Description: Candidates should be able to measure hardware resource and network bandwidth, identify and troubleshoot resource problems.
Key Knowledge Areas:
Measure CPU usage
Measure memory usage
Measure disk I/O
Measure network I/O
Measure firewalling and routing throughput
Map client bandwidth usage
Match / correlate system symptoms with likely problems
Estimate throughput and identify bottlenecks in a system including networking
The following is a partial list of the used files, terms and utilities:
iostat
netstat
w
top
sar
processes blocked on I/O
blocks out
vmstat
pstree, ps
Isof
uptime
swap
blocks in
Computers hang, People Nags and Applications run with lags. Handling all of this problems is on administrators' shoulders. It doesn't matter if we are talking about a single computer or we are some where in the cloud. We need some tools to explore the behavior of a system in order to find a solution. Performance problems have two main roots, Sometimes lack of system resources such as CPU, Memory, HDD or even Network cause them, Sometimes we as humankind make mistakes. When there is a paradox between what we expect, what is in need and how we configure computers hang.
Measure memory usage
RAM is like a gateway of a town, everything goes through RAM. If we have a process, it should be loaded in RAM first inorder to be served by CPU later. CPU feeds its Caches from RAM data. How about User activities? If user ask to read some data From HardDisk it is loaded in RAM and then user can work with that.

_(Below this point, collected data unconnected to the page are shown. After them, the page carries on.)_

//! Convert command
//!
//! Reads a multi-document YAML file holding either
//! - a Machine, an IBMPowerVSMachine and an IBMPowerVSCluster, or
//! - a MachineSet, an IBMPowerVSMachineTemplate and an IBMPowerVSCluster
//!
//! and prints the resulting Machine API object.

use std::path::PathBuf;

use clap::{Args, ValueEnum};
use serde::{Deserialize, Serialize};
use tracing::{info, warn};

use machine_sync_common::crd::capi::{self, CAPI_API_VERSION};
use machine_sync_common::crd::powervs::{
    IbmPowerVsCluster, IbmPowerVsMachine, IbmPowerVsMachineTemplate,
    POWERVS_INFRASTRUCTURE_API_VERSION,
};
use machine_sync_conversion::{
    MachineAndInfrastructureMachine, MachineSetAndMachineTemplate, PowerVsMachineConversion,
    PowerVsMachineSetConversion,
};

use crate::{Error, Result};

#[derive(Args, Debug)]
pub struct ConvertArgs {
    /// Multi-document YAML file with the Cluster API and PowerVS resources
    #[arg(short, long)]
    pub file: PathBuf,

    /// Output format
    #[arg(short, long, default_value = "yaml")]
    pub output: OutputFormat,
}

/// Output format
#[derive(Clone, Debug, Default, ValueEnum)]
pub enum OutputFormat {
    /// YAML (default)
    #[default]
    Yaml,
    /// JSON
    Json,
}

/// Run the convert command
pub fn run(args: ConvertArgs) -> Result<()> {
    let content = std::fs::read_to_string(&args.file)?;
    let manifests = Manifests::parse(&content)?;
    let rendered = convert(&manifests, &args.output)?;
    print!("{rendered}");
    Ok(())
}

/// Resources found in the input file, at most one of each kind
#[derive(Debug, Default)]
pub struct Manifests {
    pub machine: Option<capi::Machine>,
    pub machine_set: Option<capi::MachineSet>,
    pub powervs_machine: Option<IbmPowerVsMachine>,
    pub powervs_machine_template: Option<IbmPowerVsMachineTemplate>,
    pub powervs_cluster: Option<IbmPowerVsCluster>,
}

impl Manifests {
    /// Parse every document in `content`, skipping empty ones
    pub fn parse(content: &str) -> Result<Self> {
        let mut manifests = Self::default();
        for document in serde_yaml::Deserializer::from_str(content) {
            let value = serde_yaml::Value::deserialize(document)?;
            if value.is_null() {
                continue;
            }
            manifests.add(value)?;
        }
        Ok(manifests)
    }

    fn add(&mut self, value: serde_yaml::Value) -> Result<()> {
        let kind = string_field(&value, "kind")?;
        let api_version = string_field(&value, "apiVersion")?;

        match (api_version.as_str(), kind.as_str()) {
            (CAPI_API_VERSION, "Machine") => store(&mut self.machine, value, &kind),
            (CAPI_API_VERSION, "MachineSet") => store(&mut self.machine_set, value, &kind),
            (POWERVS_INFRASTRUCTURE_API_VERSION, "IBMPowerVSMachine") => {
                store(&mut self.powervs_machine, value, &kind)
            }
            (POWERVS_INFRASTRUCTURE_API_VERSION, "IBMPowerVSMachineTemplate") => {
                store(&mut self.powervs_machine_template, value, &kind)
            }
            (POWERVS_INFRASTRUCTURE_API_VERSION, "IBMPowerVSCluster") => {
                store(&mut self.powervs_cluster, value, &kind)
            }
            _ => Err(Error::unsupported_kind(api_version, kind)),
        }
    }

    /// Whether the input describes a MachineSet rather than a single Machine
    pub fn is_machine_set(&self) -> bool {
        self.machine_set.is_some() || self.powervs_machine_template.is_some()
    }
}

fn string_field(value: &serde_yaml::Value, field: &str) -> Result<String> {
    value
        .get(field)
        .and_then(|v| v.as_str())
        .map(str::to_string)
        .ok_or_else(|| Error::validation(format!("manifest is missing {field}")))
}

fn store<T: serde::de::DeserializeOwned>(
    slot: &mut Option<T>,
    value: serde_yaml::Value,
    kind: &str,
) -> Result<()> {
    if slot.is_some() {
        return Err(Error::validation(format!("more than one {kind} in input")));
    }
    *slot = Some(serde_yaml::from_value(value)?);
    Ok(())
}

/// Convert the parsed manifests and render the result
pub fn convert(manifests: &Manifests, output: &OutputFormat) -> Result<String> {
    if manifests.is_machine_set() {
        let conversion = PowerVsMachineSetConversion::new(
            manifests.machine_set.as_ref(),
            manifests.powervs_machine_template.as_ref(),
            manifests.powervs_cluster.as_ref(),
        );
        let (result, warnings) = conversion.to_machine_set();
        log_warnings(&warnings);
        let machine_set = result.map_err(Error::Conversion)?;
        info!(machine_set = ?machine_set.metadata.name, "converted MachineSet");
        render(&machine_set, output)
    } else {
        let conversion = PowerVsMachineConversion::new(
            manifests.machine.as_ref(),
            manifests.powervs_machine.as_ref(),
            manifests.powervs_cluster.as_ref(),
        );
        let (result, warnings) = conversion.to_machine();
        log_warnings(&warnings);
        let machine = result.map_err(Error::Conversion)?;
        info!(machine = ?machine.metadata.name, "converted Machine");
        render(&machine, output)
    }
}

fn log_warnings(warnings: &[String]) {
    for warning in warnings {
        warn!(%warning, "lossy conversion");
    }
}

fn render<T: Serialize>(resource: &T, output: &OutputFormat) -> Result<String> {
    match output {
        OutputFormat::Yaml => Ok(serde_yaml::to_string(resource)?),
        OutputFormat::Json => Ok(serde_json::to_string_pretty(resource)? + "\n"),
    }
}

As it seeam RAM is pretty busy and always in need.Linux uses some Techniques to over come problem, to make it simple lets explain Memory Terminology
Item
Description
Page
The blocks that are used in memory, Ususally 4K size
Paging
Used to get memory from secondary storage to primary storage
Swap
emulated memory on HDD
Virtual Memory
Total allocatable memory, [known as process address space]Linux supports Tera Bytes of virtual memory and use TLB to allocate physial memory.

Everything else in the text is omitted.